Beach seining happens throughout the week on 315 landing beaches in Ghana, with most communities only pausing on Tuesdays. Apart from during closed seasons, “there’s fishing as long as the weather is good. Therefore, we are discarding many organisms,” says Akwetey.
Complicating the issue, many of the animals found in the study were attached to plastics. Clams had attached themselves to bottles, lids or polythene. Eggs were attached to plastic debris of all kinds as well as found in the sand.
“Fish, clams etcetera typically cling to rocks, macroalgae, reefs and other organisms … However, if we do not have a lot of [these] in the marine ecosystem, these organisms will attach to other things,” Akwetey says.
Ghana seeks to protect fish, and fishers
Ghana’s fish populations have long been under pressure from illegal, unreported and unregulated (IUU) fishing. The problem reached such levels that the EU issued a second yellow card warning to the country in 2021, saying it might restrict trade with Ghana if things do not improve.
Straightforward overfishing has also been a problem. Ghana first implemented a ban for trawlers in 2016 that was extended in 2019 to include artisanal fishers. Last year, industrial trawlers were banned for all of July and August, semi-industrial inshore vessels for July, while artisanal canoe fishers were exempted. In January of this year, the government announced it was again considering exempting artisanal fishers, who have long complained about its impact on their livelihoods.
Ocloo says there is always a “bumper harvest” after the closed season, but artisanal fishers like him struggle when they are part of the closure. Although he believes it should be maintained to protect fish stocks.
Seth Kedey, public relations officer of the Ghana National Canoe Fishermen Council, says there are more efforts afoot to protect fisheries and those who rely on them in the district of Keta where he works.

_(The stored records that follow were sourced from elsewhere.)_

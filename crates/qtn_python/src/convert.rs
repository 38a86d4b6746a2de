//! Python object → keyword value conversion
//!
//! Gantree: L9_Python → KwargConversion

use pyo3::exceptions::PyTypeError;
use pyo3::prelude::*;
use pyo3::types::{PyBool, PyDict, PyString};
use qtn_core::types::WireLabel;
use serde_json::{Map, Number, Value};

/// Convert a keyword value to JSON
///
/// Classes and dtypes (e.g. `numpy.complex64`) become their name so that
/// `c_dtype=np.complex64` and `c_dtype="complex64"` mean the same thing.
pub fn py_to_json(obj: &PyAny) -> PyResult<Value> {
    if obj.is_none() {
        return Ok(Value::Null);
    }
    if obj.is_instance_of::<PyBool>() {
        return Ok(Value::Bool(obj.extract()?));
    }
    if let Ok(i) = obj.extract::<i64>() {
        return Ok(Value::from(i));
    }
    if let Ok(x) = obj.extract::<f64>() {
        return Number::from_f64(x)
            .map(Value::Number)
            .ok_or_else(|| PyTypeError::new_err(format!("non-finite value {}", x)));
    }
    if let Ok(s) = obj.downcast::<PyString>() {
        return Ok(Value::String(s.to_str()?.to_string()));
    }
    if let Ok(name) = obj.getattr("__name__") {
        return Ok(Value::String(name.extract()?));
    }
    if let Ok(name) = obj.getattr("name") {
        if let Ok(name) = name.extract::<String>() {
            return Ok(Value::String(name));
        }
    }
    if let Ok(iter) = obj.iter() {
        let items = iter
            .map(|item| item.and_then(py_to_json))
            .collect::<PyResult<Vec<_>>>()?;
        return Ok(Value::Array(items));
    }

    Err(PyTypeError::new_err(format!(
        "unsupported keyword value {}",
        obj.repr()?
    )))
}

/// Convert keyword arguments to a JSON map
pub fn kwargs_to_map(kwargs: Option<&PyDict>) -> PyResult<Map<String, Value>> {
    let mut map = Map::new();
    if let Some(kwargs) = kwargs {
        for (key, value) in kwargs.iter() {
            map.insert(key.extract::<String>()?, py_to_json(value)?);
        }
    }
    Ok(map)
}

/// Wire label as a Python object
pub fn wire_to_py(py: Python<'_>, label: &WireLabel) -> PyObject {
    match label {
        WireLabel::Int(i) => (*i).into_py(py),
        WireLabel::Str(s) => s.as_str().into_py(py),
    }
}
//! Test double for the contraction backend
//!
//! `VacuumContractor` ignores every gate and evaluates the measurements on
//! `|0…0⟩`. It counts calls so tests can check that rejected scripts never
//! reach the backend.

use crate::contractor::{ContractionRequest, Contractor};
use qtn_core::error::{QtnError, QtnResult};
use qtn_core::measurement::MeasurementKind;
use qtn_core::observable::Observable;
use std::sync::atomic::{AtomicUsize, Ordering};

#[derive(Debug, Default)]
pub(crate) struct VacuumContractor {
    calls: AtomicUsize,
}

impl VacuumContractor {
    pub(crate) fn new() -> Self {
        Self::default()
    }

    pub(crate) fn calls(&self) -> usize {
        self.calls.load(Ordering::SeqCst)
    }
}

impl Contractor for VacuumContractor {
    fn name(&self) -> &str {
        "vacuum"
    }

    fn contract(&self, request: &ContractionRequest<'_>) -> QtnResult<Vec<f64>> {
        self.calls.fetch_add(1, Ordering::SeqCst);

        request
            .script
            .measurements()
            .iter()
            .map(|m| {
                let obs = m.observable().ok_or_else(|| {
                    QtnError::BackendError(format!("{} needs an observable", m.kind()))
                })?;
                match m.kind() {
                    MeasurementKind::Expval => vacuum_expval(obs),
                    MeasurementKind::Var => vacuum_var(obs),
                    other => Err(QtnError::BackendError(format!("cannot evaluate {}", other))),
                }
            })
            .collect()
    }
}

/// `⟨0…0| O |0…0⟩`
fn vacuum_expval(obs: &Observable) -> QtnResult<f64> {
    match obs {
        Observable::Named { name, .. } => match name.as_str() {
            "Identity" | "PauliZ" => Ok(1.0),
            "PauliX" | "PauliY" => Ok(0.0),
            "Hadamard" => Ok(std::f64::consts::FRAC_1_SQRT_2),
            other => Err(QtnError::BackendError(format!("unknown observable {}", other))),
        },
        Observable::Hermitian { matrix, .. } => matrix
            .first()
            .map(|z| z.re)
            .ok_or_else(|| QtnError::BackendError("empty Hermitian matrix".into())),
        Observable::Projector { state, wires } => {
            if state.len() == wires.len() {
                Ok(if state.iter().all(|&b| b == 0.0) { 1.0 } else { 0.0 })
            } else {
                Ok(state.first().map(|a| a * a).unwrap_or(0.0))
            }
        }
        Observable::SparseHamiltonian { entries, .. } => Ok(entries
            .iter()
            .filter(|(r, c, _)| *r == 0 && *c == 0)
            .map(|(_, _, v)| v.re)
            .sum()),
        Observable::Sum { coeffs, terms, .. } => coeffs
            .iter()
            .zip(terms)
            .map(|(c, t)| vacuum_expval(t).map(|e| c * e))
            .sum(),
        Observable::Prod(terms) => terms.iter().map(vacuum_expval).product(),
    }
}

/// `⟨O²⟩ - ⟨O⟩²` on `|0…0⟩`, for the observables where that is cheap
fn vacuum_var(obs: &Observable) -> QtnResult<f64> {
    match obs {
        Observable::Named { name, .. } => match name.as_str() {
            "Identity" | "PauliZ" => Ok(0.0),
            "PauliX" | "PauliY" => Ok(1.0),
            "Hadamard" => Ok(0.5),
            other => Err(QtnError::BackendError(format!("unknown observable {}", other))),
        },
        Observable::Hermitian { matrix, wires } => {
            let dim = 1usize << wires.len();
            let mean = vacuum_expval(obs)?;
            let second: f64 = (0..dim)
                .filter_map(|k| matrix.get(k * dim))
                .map(|z| z.norm_sqr())
                .sum();
            Ok(second - mean * mean)
        }
        other => Err(QtnError::BackendError(format!(
            "variance of {} is not available on the vacuum double",
            other.name()
        ))),
    }
}
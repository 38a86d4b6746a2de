//! Density-matrix states for QTN
//!
//! Gantree: L2_Sampling → MixedState
//!
//! A mixed state on `N` qubits is stored as its `2^N × 2^N` density matrix.
//! The tensor-index view has shape `[2; 2N]`: axes `0..N` are the row
//! qubits, axes `N..2N` the column qubits, and qubit 0 is the most
//! significant bit of a basis index.

use ndarray::{Array2, ArrayD, IxDyn};
use num_complex::Complex64;
use qtn_core::error::{QtnError, QtnResult};
use std::fmt;

/// Density matrix of an `N`-qubit register
/// Gantree: MixedState // 혼합 상태
#[derive(Debug, Clone, PartialEq)]
pub struct MixedState {
    /// Number of qubits
    num_qubits: usize,

    /// Row-major density matrix
    matrix: Array2<Complex64>,
}

impl MixedState {
    // ========================================================================
    // Constructors
    // ========================================================================

    /// Wrap a square `2^n × 2^n` matrix
    /// Gantree: from_matrix(matrix) -> QtnResult<Self> // 형태 검사
    pub fn from_matrix(matrix: Array2<Complex64>) -> QtnResult<Self> {
        let (rows, cols) = matrix.dim();
        if rows != cols {
            return Err(QtnError::InvalidState(format!(
                "Density matrix must be square, got {}x{}",
                rows, cols
            )));
        }
        if !rows.is_power_of_two() {
            return Err(QtnError::InvalidState(format!(
                "Density matrix dimension {} is not a power of two",
                rows
            )));
        }

        Ok(Self {
            num_qubits: rows.trailing_zeros() as usize,
            matrix,
        })
    }

    /// Wrap a matrix given as nested rows
    pub fn from_rows(rows: &[Vec<Complex64>]) -> QtnResult<Self> {
        let dim = rows.len();
        if rows.iter().any(|r| r.len() != dim) {
            return Err(QtnError::InvalidState(
                "Density matrix rows have inconsistent lengths".to_string(),
            ));
        }
        let matrix = Array2::from_shape_fn((dim, dim), |(i, j)| rows[i][j]);
        Self::from_matrix(matrix)
    }

    /// Wrap a real matrix given as nested rows
    pub fn from_real_rows(rows: &[Vec<f64>]) -> QtnResult<Self> {
        let complex: Vec<Vec<Complex64>> = rows
            .iter()
            .map(|r| r.iter().map(|&x| Complex64::new(x, 0.0)).collect())
            .collect();
        Self::from_rows(&complex)
    }

    /// Wrap a `[2; 2N]` density tensor
    pub fn from_tensor(tensor: ArrayD<Complex64>) -> QtnResult<Self> {
        let ndim = tensor.ndim();
        if ndim % 2 != 0 || tensor.shape().iter().any(|&d| d != 2) {
            return Err(QtnError::InvalidState(format!(
                "Density tensor must have shape [2; 2N], got {:?}",
                tensor.shape()
            )));
        }
        let dim = 1usize << (ndim / 2);
        let flat: Vec<Complex64> = tensor.iter().copied().collect();
        let matrix = Array2::from_shape_vec((dim, dim), flat)
            .map_err(|e| QtnError::InternalError(e.to_string()))?;
        Self::from_matrix(matrix)
    }

    // ========================================================================
    // Views
    // ========================================================================

    /// Number of qubits
    pub fn num_qubits(&self) -> usize {
        self.num_qubits
    }

    /// Matrix dimension `2^N`
    pub fn dim(&self) -> usize {
        self.matrix.nrows()
    }

    /// Density matrix
    pub fn matrix(&self) -> &Array2<Complex64> {
        &self.matrix
    }

    /// Density tensor with shape `[2; 2N]`
    pub fn tensor(&self) -> QtnResult<ArrayD<Complex64>> {
        let shape = vec![2usize; 2 * self.num_qubits];
        let flat: Vec<Complex64> = self.matrix.iter().copied().collect();
        ArrayD::from_shape_vec(IxDyn(&shape), flat)
            .map_err(|e| QtnError::InternalError(e.to_string()))
    }

    /// Density matrix as nested rows
    pub fn to_rows(&self) -> Vec<Vec<Complex64>> {
        self.matrix.outer_iter().map(|row| row.to_vec()).collect()
    }

    /// Consume into the density matrix
    pub fn into_matrix(self) -> Array2<Complex64> {
        self.matrix
    }

    // ========================================================================
    // Properties
    // ========================================================================

    /// Trace of the density matrix
    pub fn trace(&self) -> Complex64 {
        self.matrix.diag().iter().sum()
    }

    /// Check `ρ = ρ†` entrywise within `tol`
    pub fn is_hermitian(&self, tol: f64) -> bool {
        let n = self.dim();
        (0..n).all(|i| (i..n).all(|j| (self.matrix[[i, j]] - self.matrix[[j, i]].conj()).norm() <= tol))
    }

    /// Check positive semidefiniteness by a Cholesky factorization of `ρ + tol·I`
    /// Gantree: is_positive_semidefinite(tol) -> bool // 촐레스키
    pub fn is_positive_semidefinite(&self, tol: f64) -> bool {
        let n = self.dim();
        let mut l = Array2::<Complex64>::zeros((n, n));

        for j in 0..n {
            let mut diag = self.matrix[[j, j]].re + tol;
            for k in 0..j {
                diag -= l[[j, k]].norm_sqr();
            }
            if diag <= 0.0 {
                return false;
            }
            let pivot = diag.sqrt();
            l[[j, j]] = Complex64::new(pivot, 0.0);

            for i in (j + 1)..n {
                let mut acc = self.matrix[[i, j]];
                for k in 0..j {
                    acc -= l[[i, k]] * l[[j, k]].conj();
                }
                l[[i, j]] = acc / pivot;
            }
        }
        true
    }

    /// `Tr(ρ²)`, real part
    pub fn purity(&self) -> f64 {
        let dim = self.dim();
        let mut acc = Complex64::new(0.0, 0.0);
        for i in 0..dim {
            for j in 0..dim {
                acc += self.matrix[[i, j]] * self.matrix[[j, i]];
            }
        }
        acc.re
    }

    /// Purity of the reduced state on `keep`
    pub fn purity_of(&self, keep: &[usize]) -> QtnResult<f64> {
        Ok(self.partial_trace(keep)?.purity())
    }

    // ========================================================================
    // Reduction
    // ========================================================================

    /// Reduced state on the qubits in `keep`, in the given order
    /// Gantree: partial_trace(keep) -> QtnResult<MixedState> // 부분 대각합
    pub fn partial_trace(&self, keep: &[usize]) -> QtnResult<MixedState> {
        let n = self.num_qubits;
        for (pos, &q) in keep.iter().enumerate() {
            if q >= n {
                return Err(QtnError::InvalidState(format!(
                    "Qubit {} out of range for a {}-qubit state",
                    q, n
                )));
            }
            if keep[..pos].contains(&q) {
                return Err(QtnError::InvalidState(format!(
                    "Qubit {} listed twice in partial trace",
                    q
                )));
            }
        }

        let traced: Vec<usize> = (0..n).filter(|q| !keep.contains(q)).collect();
        let kept_dim = 1usize << keep.len();
        let env_dim = 1usize << traced.len();

        let compose = |sub: usize, env: usize| -> usize {
            scatter_bits(sub, keep, n) | scatter_bits(env, &traced, n)
        };

        let reduced = Array2::from_shape_fn((kept_dim, kept_dim), |(a, b)| {
            (0..env_dim)
                .map(|e| self.matrix[[compose(a, e), compose(b, e)]])
                .sum::<Complex64>()
        });

        MixedState::from_matrix(reduced)
    }
}

/// Place the bits of `value` (MSB first) at the register positions of `qubits`
fn scatter_bits(value: usize, qubits: &[usize], num_qubits: usize) -> usize {
    let width = qubits.len();
    qubits.iter().enumerate().fold(0, |acc, (i, &q)| {
        let bit = (value >> (width - 1 - i)) & 1;
        acc | (bit << (num_qubits - 1 - q))
    })
}

impl fmt::Display for MixedState {
    fn fmt(&self, f: &mut fmt::Formatter<'_>) -> fmt::Result {
        write!(
            f,
            "MixedState({} qubits, purity={:.6})",
            self.num_qubits,
            self.purity()
        )
    }
}

// ============================================================================
// Tests
// ============================================================================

“Here in Keta, we place moratoriums on new canoes to reduce overfishing and protect juveniles and marine biodiversity,” he tells Dialogue Earth. “We are in a discussion with the government to declare a portion of the marine area as a marine protected area.”
Reducing bycatch could also help Ghana’s ocean life. But while fishers at Dzelukofe landing beach are aware of the impact, their peers elsewhere in Keta and in the Central region’s Cape Coast are less so.
Akwetey suggests awareness-raising campaigns could be a win for fishers and the environment.
Fishers know it is illegal to harvest sea turtles and return them if they are trapped in their nets, she points out. “Let’s employ the same strategy to persuade them to put the bycatch back into the ocean.”